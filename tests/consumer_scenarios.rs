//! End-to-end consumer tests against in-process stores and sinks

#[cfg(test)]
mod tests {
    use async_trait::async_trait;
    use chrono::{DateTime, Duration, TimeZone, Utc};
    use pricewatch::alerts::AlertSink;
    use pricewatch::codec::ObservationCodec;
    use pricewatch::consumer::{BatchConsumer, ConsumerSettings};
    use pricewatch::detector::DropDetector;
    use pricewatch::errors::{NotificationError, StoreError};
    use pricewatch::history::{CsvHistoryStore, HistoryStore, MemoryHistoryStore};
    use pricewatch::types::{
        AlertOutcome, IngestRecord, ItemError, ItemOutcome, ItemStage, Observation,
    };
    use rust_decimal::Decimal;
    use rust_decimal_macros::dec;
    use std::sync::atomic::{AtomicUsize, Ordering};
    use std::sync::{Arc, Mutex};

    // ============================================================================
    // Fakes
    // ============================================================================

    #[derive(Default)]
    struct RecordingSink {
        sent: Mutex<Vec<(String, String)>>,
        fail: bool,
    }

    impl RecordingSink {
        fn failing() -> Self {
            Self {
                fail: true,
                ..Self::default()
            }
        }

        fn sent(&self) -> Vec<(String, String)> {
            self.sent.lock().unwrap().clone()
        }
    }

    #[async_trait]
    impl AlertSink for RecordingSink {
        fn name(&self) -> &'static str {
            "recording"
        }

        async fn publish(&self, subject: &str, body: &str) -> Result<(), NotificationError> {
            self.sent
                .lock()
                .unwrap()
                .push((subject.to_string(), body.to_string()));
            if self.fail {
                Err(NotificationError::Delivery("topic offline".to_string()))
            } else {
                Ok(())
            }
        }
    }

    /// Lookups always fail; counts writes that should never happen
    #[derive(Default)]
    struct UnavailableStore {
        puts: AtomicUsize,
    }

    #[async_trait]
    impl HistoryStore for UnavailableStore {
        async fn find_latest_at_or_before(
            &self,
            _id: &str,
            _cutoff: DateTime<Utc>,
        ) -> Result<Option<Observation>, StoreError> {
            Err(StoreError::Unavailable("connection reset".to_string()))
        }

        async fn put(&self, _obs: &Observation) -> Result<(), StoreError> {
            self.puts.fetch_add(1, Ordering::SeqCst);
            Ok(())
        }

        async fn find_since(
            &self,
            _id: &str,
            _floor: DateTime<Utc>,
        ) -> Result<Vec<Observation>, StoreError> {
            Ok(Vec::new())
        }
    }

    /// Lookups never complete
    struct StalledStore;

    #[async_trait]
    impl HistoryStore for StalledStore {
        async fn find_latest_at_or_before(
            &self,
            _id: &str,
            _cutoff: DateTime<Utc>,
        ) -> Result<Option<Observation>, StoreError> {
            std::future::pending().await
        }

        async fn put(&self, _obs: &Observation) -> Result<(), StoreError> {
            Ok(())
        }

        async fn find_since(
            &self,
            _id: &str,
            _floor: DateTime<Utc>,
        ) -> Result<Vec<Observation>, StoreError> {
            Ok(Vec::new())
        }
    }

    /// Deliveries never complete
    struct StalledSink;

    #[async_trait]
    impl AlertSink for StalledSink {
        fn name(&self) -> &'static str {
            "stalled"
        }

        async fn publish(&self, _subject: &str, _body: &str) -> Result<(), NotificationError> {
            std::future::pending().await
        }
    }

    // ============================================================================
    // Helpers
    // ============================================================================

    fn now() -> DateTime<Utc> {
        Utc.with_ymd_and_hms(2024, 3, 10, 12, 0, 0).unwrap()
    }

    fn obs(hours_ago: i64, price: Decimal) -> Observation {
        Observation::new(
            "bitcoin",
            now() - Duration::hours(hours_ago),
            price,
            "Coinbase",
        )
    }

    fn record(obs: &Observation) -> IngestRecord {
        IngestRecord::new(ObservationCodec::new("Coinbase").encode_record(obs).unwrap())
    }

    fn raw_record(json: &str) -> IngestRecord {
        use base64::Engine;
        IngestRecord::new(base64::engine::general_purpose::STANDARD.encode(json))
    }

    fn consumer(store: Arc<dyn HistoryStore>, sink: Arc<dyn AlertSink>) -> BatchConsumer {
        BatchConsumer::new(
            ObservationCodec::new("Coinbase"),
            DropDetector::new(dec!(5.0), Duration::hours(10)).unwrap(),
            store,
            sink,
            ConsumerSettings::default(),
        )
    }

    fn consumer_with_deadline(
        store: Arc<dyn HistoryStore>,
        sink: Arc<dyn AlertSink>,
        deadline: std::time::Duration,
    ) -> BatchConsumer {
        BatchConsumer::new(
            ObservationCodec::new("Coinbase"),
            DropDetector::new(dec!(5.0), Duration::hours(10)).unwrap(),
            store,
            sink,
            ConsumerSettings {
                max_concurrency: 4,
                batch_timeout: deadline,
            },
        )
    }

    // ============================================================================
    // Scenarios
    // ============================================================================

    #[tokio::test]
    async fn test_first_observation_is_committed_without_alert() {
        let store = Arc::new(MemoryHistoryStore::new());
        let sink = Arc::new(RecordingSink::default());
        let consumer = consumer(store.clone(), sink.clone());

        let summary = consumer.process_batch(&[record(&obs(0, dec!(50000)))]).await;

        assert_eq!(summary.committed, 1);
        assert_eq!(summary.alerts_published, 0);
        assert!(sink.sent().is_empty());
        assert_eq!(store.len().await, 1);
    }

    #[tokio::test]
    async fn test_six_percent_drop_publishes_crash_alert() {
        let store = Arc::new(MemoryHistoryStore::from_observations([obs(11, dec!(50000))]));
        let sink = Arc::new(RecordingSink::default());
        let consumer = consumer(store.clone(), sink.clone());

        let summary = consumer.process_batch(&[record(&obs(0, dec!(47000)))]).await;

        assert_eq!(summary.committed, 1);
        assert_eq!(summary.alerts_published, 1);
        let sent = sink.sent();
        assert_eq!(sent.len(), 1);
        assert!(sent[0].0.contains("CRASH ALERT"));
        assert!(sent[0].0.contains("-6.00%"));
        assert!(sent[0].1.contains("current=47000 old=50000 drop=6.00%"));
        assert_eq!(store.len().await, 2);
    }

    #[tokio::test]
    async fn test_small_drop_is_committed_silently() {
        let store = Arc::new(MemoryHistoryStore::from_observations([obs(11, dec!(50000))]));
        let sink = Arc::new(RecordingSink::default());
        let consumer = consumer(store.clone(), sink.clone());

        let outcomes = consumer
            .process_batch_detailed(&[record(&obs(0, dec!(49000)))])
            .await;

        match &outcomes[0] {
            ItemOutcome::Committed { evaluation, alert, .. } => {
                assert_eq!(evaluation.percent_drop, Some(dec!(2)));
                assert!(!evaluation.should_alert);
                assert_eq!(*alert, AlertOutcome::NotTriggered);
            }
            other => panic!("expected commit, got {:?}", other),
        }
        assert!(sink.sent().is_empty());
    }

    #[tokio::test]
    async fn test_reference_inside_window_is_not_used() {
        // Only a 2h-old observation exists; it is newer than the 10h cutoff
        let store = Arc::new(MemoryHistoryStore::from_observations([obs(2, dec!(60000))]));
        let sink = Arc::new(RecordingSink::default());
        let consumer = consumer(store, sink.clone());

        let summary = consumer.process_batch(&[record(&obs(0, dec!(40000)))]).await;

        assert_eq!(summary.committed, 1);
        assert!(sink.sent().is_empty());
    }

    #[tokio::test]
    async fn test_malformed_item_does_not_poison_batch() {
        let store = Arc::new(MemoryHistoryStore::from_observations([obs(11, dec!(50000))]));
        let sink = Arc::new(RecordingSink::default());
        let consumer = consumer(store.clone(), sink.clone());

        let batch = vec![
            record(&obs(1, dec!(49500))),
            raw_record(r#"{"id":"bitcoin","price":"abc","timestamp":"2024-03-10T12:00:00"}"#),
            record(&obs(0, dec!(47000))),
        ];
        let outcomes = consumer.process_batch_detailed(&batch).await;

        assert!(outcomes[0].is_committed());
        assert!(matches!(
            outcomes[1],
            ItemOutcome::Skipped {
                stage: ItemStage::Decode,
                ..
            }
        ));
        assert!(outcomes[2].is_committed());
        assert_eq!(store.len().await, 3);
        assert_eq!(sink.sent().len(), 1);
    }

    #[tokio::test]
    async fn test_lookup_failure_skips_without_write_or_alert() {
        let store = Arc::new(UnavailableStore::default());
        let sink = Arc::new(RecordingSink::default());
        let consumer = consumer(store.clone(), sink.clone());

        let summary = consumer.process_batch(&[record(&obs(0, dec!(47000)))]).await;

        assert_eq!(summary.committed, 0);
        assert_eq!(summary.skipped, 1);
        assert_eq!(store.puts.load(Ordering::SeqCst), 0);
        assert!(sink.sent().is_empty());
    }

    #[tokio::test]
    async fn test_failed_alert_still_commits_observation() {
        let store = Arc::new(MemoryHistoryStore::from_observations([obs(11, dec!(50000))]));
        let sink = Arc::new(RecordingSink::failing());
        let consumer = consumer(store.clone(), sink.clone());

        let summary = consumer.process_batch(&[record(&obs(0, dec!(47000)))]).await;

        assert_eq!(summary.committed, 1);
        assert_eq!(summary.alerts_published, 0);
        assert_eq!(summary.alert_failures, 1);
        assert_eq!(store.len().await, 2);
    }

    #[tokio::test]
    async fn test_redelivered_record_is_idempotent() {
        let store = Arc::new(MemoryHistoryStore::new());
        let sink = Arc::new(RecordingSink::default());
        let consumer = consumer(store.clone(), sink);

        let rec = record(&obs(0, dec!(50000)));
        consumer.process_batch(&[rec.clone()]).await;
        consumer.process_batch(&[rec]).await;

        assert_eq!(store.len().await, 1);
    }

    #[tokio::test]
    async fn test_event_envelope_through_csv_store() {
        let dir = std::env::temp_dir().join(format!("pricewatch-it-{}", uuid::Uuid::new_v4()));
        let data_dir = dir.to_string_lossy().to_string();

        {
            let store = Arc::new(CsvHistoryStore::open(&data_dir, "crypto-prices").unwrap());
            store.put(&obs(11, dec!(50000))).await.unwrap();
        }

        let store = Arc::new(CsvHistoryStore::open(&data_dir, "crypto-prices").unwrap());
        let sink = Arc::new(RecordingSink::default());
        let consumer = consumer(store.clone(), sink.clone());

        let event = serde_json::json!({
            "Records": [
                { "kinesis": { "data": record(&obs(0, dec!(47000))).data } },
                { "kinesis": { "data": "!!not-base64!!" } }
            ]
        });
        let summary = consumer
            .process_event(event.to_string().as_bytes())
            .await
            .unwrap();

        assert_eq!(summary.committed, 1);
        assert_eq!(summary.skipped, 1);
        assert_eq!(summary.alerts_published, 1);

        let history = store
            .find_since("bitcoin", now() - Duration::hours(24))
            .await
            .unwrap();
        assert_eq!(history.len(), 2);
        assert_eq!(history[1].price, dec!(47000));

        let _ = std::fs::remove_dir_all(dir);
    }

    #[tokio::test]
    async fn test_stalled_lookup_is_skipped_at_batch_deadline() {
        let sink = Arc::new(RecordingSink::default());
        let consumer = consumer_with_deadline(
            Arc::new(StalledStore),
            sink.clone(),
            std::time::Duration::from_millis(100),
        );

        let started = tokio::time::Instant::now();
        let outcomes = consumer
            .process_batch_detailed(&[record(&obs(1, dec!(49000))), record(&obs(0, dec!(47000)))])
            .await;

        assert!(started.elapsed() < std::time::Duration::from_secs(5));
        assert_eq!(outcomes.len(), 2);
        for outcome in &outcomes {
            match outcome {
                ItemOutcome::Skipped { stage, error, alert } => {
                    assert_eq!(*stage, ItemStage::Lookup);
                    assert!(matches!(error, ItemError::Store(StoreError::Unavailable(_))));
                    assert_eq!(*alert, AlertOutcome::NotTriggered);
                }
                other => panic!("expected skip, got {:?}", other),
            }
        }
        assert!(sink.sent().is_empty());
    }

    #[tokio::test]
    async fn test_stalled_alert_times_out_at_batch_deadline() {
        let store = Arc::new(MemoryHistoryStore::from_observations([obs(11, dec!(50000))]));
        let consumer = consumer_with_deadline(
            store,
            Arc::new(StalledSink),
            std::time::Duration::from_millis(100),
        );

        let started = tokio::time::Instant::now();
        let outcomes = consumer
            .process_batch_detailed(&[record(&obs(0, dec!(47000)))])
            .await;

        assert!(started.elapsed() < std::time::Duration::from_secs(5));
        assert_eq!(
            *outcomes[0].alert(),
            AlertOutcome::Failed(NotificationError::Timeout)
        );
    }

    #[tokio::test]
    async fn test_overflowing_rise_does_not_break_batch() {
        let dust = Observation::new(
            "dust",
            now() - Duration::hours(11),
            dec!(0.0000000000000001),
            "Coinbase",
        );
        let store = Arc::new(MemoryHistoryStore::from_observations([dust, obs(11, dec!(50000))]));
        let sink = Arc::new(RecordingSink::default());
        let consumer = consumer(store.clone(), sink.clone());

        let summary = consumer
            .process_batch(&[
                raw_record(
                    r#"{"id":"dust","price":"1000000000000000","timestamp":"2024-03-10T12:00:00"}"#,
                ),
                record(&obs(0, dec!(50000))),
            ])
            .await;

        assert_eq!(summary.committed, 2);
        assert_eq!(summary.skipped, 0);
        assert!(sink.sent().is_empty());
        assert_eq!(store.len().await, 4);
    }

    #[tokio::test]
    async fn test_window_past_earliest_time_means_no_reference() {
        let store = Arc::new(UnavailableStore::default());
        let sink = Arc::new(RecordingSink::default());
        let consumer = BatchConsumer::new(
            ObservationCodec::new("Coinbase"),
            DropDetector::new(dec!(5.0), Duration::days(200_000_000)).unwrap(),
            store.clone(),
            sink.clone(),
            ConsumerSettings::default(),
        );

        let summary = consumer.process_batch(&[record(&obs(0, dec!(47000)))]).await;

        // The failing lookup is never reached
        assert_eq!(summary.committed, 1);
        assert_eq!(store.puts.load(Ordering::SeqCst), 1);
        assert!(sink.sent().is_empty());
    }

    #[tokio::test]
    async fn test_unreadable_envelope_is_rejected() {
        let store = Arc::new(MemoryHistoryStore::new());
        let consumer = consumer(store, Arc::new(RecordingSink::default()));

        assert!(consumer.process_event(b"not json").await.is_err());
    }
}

-- -- --

## What is needed
The answer must be every line of the listing that holds the word "timestamp".

## Written response
            raw_record(r#"{"id":"bitcoin","price":"abc","timestamp":"2024-03-10T12:00:00"}"#),
                    r#"{"id":"dust","price":"1000000000000000","timestamp":"2024-03-10T12:00:00"}"#,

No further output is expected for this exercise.